I dati sulle immatricolazioni, come riporta l’ISTAT (che ha pubblicato questi dati nei volumi “L’Italia in cifre 2005” e nell’ “Annuario statistico italiano 2006”), registrano a partire dal 2004/2005, sensibili incrementi delle nuove iscrizioni ai corsi di laurea specialistica a ciclo unico (+ 3% rispetto all’anno accademico precedente). Si tratta di corsi del nuovo ordinamento che prevedono un unico percorso formativo di cinque o sei anni e che afferiscono ai gruppi disciplinari chimico- farmaceutico, medico, architettura e ingegneria.
E’, come presumibile, il settore medico a registrare il maggior numero di iscrizioni (26,2 per cento), seguito dal settore chimico- farmaceutico (16,8 per cento), architettura (11,2 per cento) e ingegneria (10,4 per cento). L’analisi delle più recenti rilevazioni (2010) del consorzio interuniversitario Almalaurea conferma, nel complesso, i dati precedentemente elaborati dall’Istituto Nazionale di Statistica.
In base all’indagine di Almalaurea, i futuri medici appaiono come la categoria maggiormente garantita dal rischio disoccupazione con un tasso di occupazione del 91,5% (ed i numeri lasciano pronosticare una prossima, possibile, penuria di personale medico, come già descritto in un articolo precedente); il titolo trova, peraltro, ampio spazio nel settore pubblico con il 74% di camici bianchi riparati sotto la rassicurante cortina del SSN dall’invasione, nel settore privato, dei contratti di lavoro atipici che, come si vedrà, costituiscono ormai la norma per quasi tutte le altre carriere. Naturale conseguenza è un grado di soddisfazione percepita dalla popolazione dei neo-laureati partecipanti all’indagine di gran lunga superiore alle medie degli altri percorsi formativi/professionali (l’83% circa degli intervistati si dichiara “molto soddisfatto”).

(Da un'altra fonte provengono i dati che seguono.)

use super::*;
use crate::foundation::core::BezPath;

fn ints(values: &[i32]) -> Node<i32> {
    Node::branch(values.iter().copied())
}

fn grid() -> Node<i32> {
    // [[1, 2], [3, 4]]
    Node::new().append(ints(&[1, 2])).append(ints(&[3, 4]))
}

fn values(n: &Node<i32>) -> Vec<i32> {
    n.sum().into_iter().copied().collect()
}

#[test]
fn append_none_is_noop() {
    let n = ints(&[1]).append(None::<Node<i32>>);
    assert_eq!(n.len(), 1);
}

#[test]
fn append_with_sees_current_node() {
    let n = ints(&[1, 2]).append_with(|n| n.len() as i32);
    assert_eq!(values(&n), vec![1, 2, 2]);
}

#[test]
fn extend_and_extend_node() {
    let n = ints(&[1]).extend([Some(2), None, Some(3)].into_iter().flatten());
    assert_eq!(values(&n), vec![1, 2, 3]);

    let n = ints(&[1]).extend_node(ints(&[2, 3]));
    assert_eq!(n.len(), 3);

    let n = ints(&[1]).extend_node(Node::leaf(9));
    assert_eq!(values(&n), vec![1, 9]);
}

#[test]
fn insert_flat_clamps_like_list_insert() {
    let n = ints(&[1, 2]).insert(0, 0).insert(99, 3).insert(-1, 7);
    assert_eq!(values(&n), vec![0, 1, 2, 7, 3]);
}

#[test]
fn insert_nested_goes_into_scope() {
    let n = grid().insert([1, 0], 9);
    assert_eq!(values(&n), vec![1, 2, 9, 3, 4]);
    assert_eq!(n.children()[1].len(), 3);
}

#[test]
fn insert_through_leaf_falls_back_to_top_level() {
    let n = ints(&[1, 2]).insert([0, 1], 9);
    assert_eq!(values(&n), vec![1, 9, 2]);
    assert_eq!(n.len(), 3);
}

#[test]
fn index_supports_negative_and_nested() {
    let n = grid();
    assert_eq!(n.index(-1).map(Node::len), Some(2));
    assert_eq!(n.index([1, -1]).and_then(Node::scalar), Some(&4));
    assert_eq!(n.index([0, 0]).and_then(Node::scalar), Some(&1));
    assert!(n.index(5).is_none());
    assert!(std::ptr::eq(n.index(Address::root()).unwrap(), &n));
}

#[test]
fn index_through_leaf_reads_flat() {
    let n = ints(&[1, 2, 3]);
    // Component 0 lands on a plain leaf, so the address is read as flat index 2.
    assert_eq!(n.index([0, 2]).and_then(Node::scalar), Some(&3));
}

#[test]
fn indices_skip_unresolved() {
    let n = ints(&[1, 2, 3]);
    let found: Vec<_> = n
        .indices([0isize, 7, -1])
        .into_iter()
        .filter_map(Node::scalar)
        .collect();
    assert_eq!(found, vec![&1, &3]);
}

#[test]
fn get_mut_edits_in_place() {
    let mut n = grid();
    if let Some(slot) = n.get_mut([0, 1]) {
        slot.set_data("seen", true);
    }
    assert!(n.children()[0].children()[1].get_data("seen").is_some());
}

fn square() -> BezPath {
    let mut p = BezPath::new();
    p.move_to((0.0, 0.0));
    p.line_to((1.0, 0.0));
    p.line_to((1.0, 1.0));
    p.close_path();
    p
}

#[test]
fn locate_distinguishes_geometry() {
    let n: Node<i32> = Node::new().append(Node::path_leaf(square()));
    assert_eq!(
        n.locate(&Address::from([0, 1])),
        Located::Geometry {
            node: vec![0],
            rest: vec![1]
        }
    );
    assert_eq!(
        n.locate(&Address::from(0)),
        Located::Child {
            scope: vec![],
            index: 0
        }
    );
    assert_eq!(n.locate(&Address::root()), Located::Root);
    assert_eq!(n.locate(&Address::from(3)), Located::Missing);
}

#[test]
fn index_with_replaces_addressed_element() {
    let n = grid().index_with([1, 0], |i, node| node.update(i as i32 + 100));
    assert_eq!(values(&n), vec![1, 2, 100, 4]);

    let n = n.index_with(9, |_, _| Node::leaf(0));
    assert_eq!(values(&n), vec![1, 2, 100, 4]);
}

#[test]
fn index_with_root_replaces_whole_node() {
    let n = grid().index_with(Address::root(), |_, _| Node::leaf(7));
    assert_eq!(n.scalar(), Some(&7));
    assert!(n.is_empty());
}

#[test]
fn indices_with_visits_each_address() {
    let n = ints(&[1, 2, 3]).indices_with([0, 2], |_, node| node.update(0));
    assert_eq!(values(&n), vec![0, 2, 0]);
}

#[test]
fn reverse_children_shallow_and_recursive() {
    let shallow = grid().reverse(false);
    assert_eq!(values(&shallow), vec![3, 4, 1, 2]);

    let deep = grid().reverse(true);
    assert_eq!(values(&deep), vec![4, 3, 2, 1]);
}

#[test]
fn double_reverse_is_identity() {
    let n = grid().reverse(true).reverse(true);
    assert_eq!(values(&n), vec![1, 2, 3, 4]);
}

#[test]
fn split_excludes_separator() {
    let n = ints(&[1, 2, 3]).split(|c| c.scalar() == Some(&2), SplitMode::Exclude);
    assert_eq!(n.len(), 2);
    assert_eq!(values(&n.children()[0]), vec![1]);
    assert_eq!(values(&n.children()[1]), vec![3]);
}

#[test]
fn split_modes_place_separator() {
    let prepend = ints(&[1, 0, 2]).split_value(&0, SplitMode::Prepend);
    assert_eq!(values(&prepend.children()[0]), vec![1]);
    assert_eq!(values(&prepend.children()[1]), vec![0, 2]);

    let append = ints(&[1, 0, 2]).split_value(&0, SplitMode::Append);
    assert_eq!(values(&append.children()[0]), vec![1, 0]);
    assert_eq!(values(&append.children()[1]), vec![2]);
}

#[test]
fn split_keeps_trailing_empty_group() {
    let n = ints(&[1, 0]).split_value(&0, SplitMode::Exclude);
    assert_eq!(n.len(), 2);
    assert!(n.children()[1].is_empty());
}

#[test]
fn split_without_match_yields_one_group() {
    let n = ints(&[1, 2]).split_value(&9, SplitMode::default());
    assert_eq!(n.len(), 1);
    assert_eq!(values(&n), vec![1, 2]);
}

#[test]
fn split_then_flatten_preserves_order() {
    let n = ints(&[5, 0, 6, 7, 0, 8]).split_value(&0, SplitMode::Append);
    assert_eq!(values(&n), vec![5, 0, 6, 7, 0, 8]);
}

#[test]
fn interpose_yields_two_n_minus_one() {
    for len in 0..5 {
        let items: Vec<i32> = (0..len).collect();
        let n = ints(&items).interpose(Node::leaf(-1));
        assert_eq!(n.len(), (2 * len as usize).saturating_sub(1));
    }
    let n = ints(&[1, 2, 3]).interpose(Node::leaf(0));
    assert_eq!(values(&n), vec![1, 0, 2, 0, 3]);
}

#[test]
fn interposed_separators_are_independent() {
    let mut n = ints(&[1, 2, 3]).interpose(Node::leaf(0).data("sep", true));
    n.children_mut()[1].set_data("sep", false);
    assert_eq!(n.children()[3].get_data("sep"), Some(&serde_json::json!(true)));
    assert!(!n.children()[1].shares_value_with(&n.children()[3]));
}

#[test]
fn interpose_with_numbers_gaps() {
    let n = ints(&[1, 2, 3]).interpose_with(|gap| Node::leaf(gap as i32 * 10));
    assert_eq!(values(&n), vec![1, 0, 2, 10, 3]);
}

#[test]
fn shuffle_is_seeded_permutation() {
    let a = ints(&[1, 2, 3, 4, 5, 6]).shuffle(42);
    let b = ints(&[1, 2, 3, 4, 5, 6]).shuffle(42);
    assert_eq!(values(&a), values(&b));

    let mut sorted = values(&a);
    sorted.sort_unstable();
    assert_eq!(sorted, vec![1, 2, 3, 4, 5, 6]);
}

#[test]
fn delete_and_null_clear_everything() {
    let n = grid().tag("x").delete();
    assert!(n.is_empty());
    assert!(n.get_tag().is_none());
    assert!(!Node::leaf(3).null().has_value());
}

#[test]
fn ups_wraps_current_content() {
    let n = ints(&[1, 2]).tag("inner").alpha(0.5).ups();
    assert_eq!(n.len(), 1);
    assert_eq!(n.get_alpha(), 0.5);
    assert_eq!(n.children()[0].get_tag(), Some("inner"));
    assert_eq!(n.children()[0].get_alpha(), 1.0);
}

#[test]
fn cond_and_when_pick_branches() {
    let n = Node::leaf(1).cond(true, |n| n.tag("yes"), |n| n.tag("no"));
    assert_eq!(n.get_tag(), Some("yes"));

    let n = ints(&[1]).cond_by(|n| n.len() > 3, |n| n.tag("big"), |n| n.tag("small"));
    assert_eq!(n.get_tag(), Some("small"));

    let n = Node::leaf(1).when(false, |n| n.tag("never")).noop();
    assert!(n.get_tag().is_none());
}

#[test]
fn sleep_passes_node_through() {
    let n = Node::leaf(1).sleep(Duration::from_millis(1));
    assert_eq!(n.scalar(), Some(&1));
}

#[test]
fn layer_makes_one_copy_per_function() {
    let layers: [fn(Node<i32>) -> Node<i32>; 2] = [
        |n| n.data("layer", "fill"),
        |n| n.data("layer", "stroke"),
    ];
    let n = Node::leaf(5).tag("src").layer(layers);
    assert_eq!(n.len(), 2);
    assert!(!n.has_value());
    assert_eq!(n.children()[0].scalar(), Some(&5));
    assert_eq!(n.children()[1].get_data("layer"), Some(&serde_json::json!("stroke")));
    assert_eq!(n.children()[0].get_tag(), Some("src"));
}

#[test]
fn layer_n_makes_plain_copies() {
    let n = Node::leaf(2).layer_n(3);
    assert_eq!(values(&n), vec![2, 2, 2]);
}

#[test]
fn layerv_layers_every_value_node() {
    let layers: [fn(Node<i32>) -> Node<i32>; 2] = [|n| n, |n| n.update(0)];
    let n = ints(&[1, 2]).layerv(&layers);
    assert_eq!(n.len(), 2);
    assert_eq!(values(&n), vec![1, 0, 2, 0]);
}

#[test]
fn print_returns_node() {
    let n = ints(&[1]).print();
    assert_eq!(n.len(), 1);
}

Ai medici fanno seguito , seppur con numeri decisamente diversi, gli architetti con un tasso di occupazione pari al 77%; tali forze lavoro trovano però, diversamente da quanto avviene nel caso dei medici, un impiego nettamente superiore ( 95%) nel settore privato ove si assiste ad un consistente ricorso (35%) a formule contrattuali atipiche. Coerentemente con i dati descritti, il grado di soddisfazione rispetto alla propria collocazione appare sensibilmente ridotto, praticamente dimezzato (il 45% del campione che si colloca tra l’abbastanza e il molto soddisfatto).
Al terzo posto della classifica si collocano i medici veterinari, con un tasso di occupazione intorno al 70%, prevalentemente nel settore privato (85%) con rapporti di lavoro che, in questo caso, tendono alla stabilità (60% di contratti stabili contro un 20% di contratti atipici); il 42% del campione intervistato si dichiara “molto soddisfatto”.
Ingegneri e laureati in economia presentano, in linea di massima, gli stessi numeri, ovvero, un tasso di occupazione intorno al 50%, impiego prevalentemente nel settore privato ( 90%), con una considerevole presenza di contratti atipici (intorno al 45%) ed un discreto grado di soddisfazione.
Si potrebbe commentare, sulla scorta dei dati appena esaminati, che impegnarsi nell’intraprendere una carriera di studio in una delle aree prese in analisi, comporta, senza dubbio, una dose consistente di fatica, impegno e perseveranza che però, in misura tutto sommato sufficiente, viene compensata da risultati soddisfacenti dal punto di vista degli sbocchi occupazionali.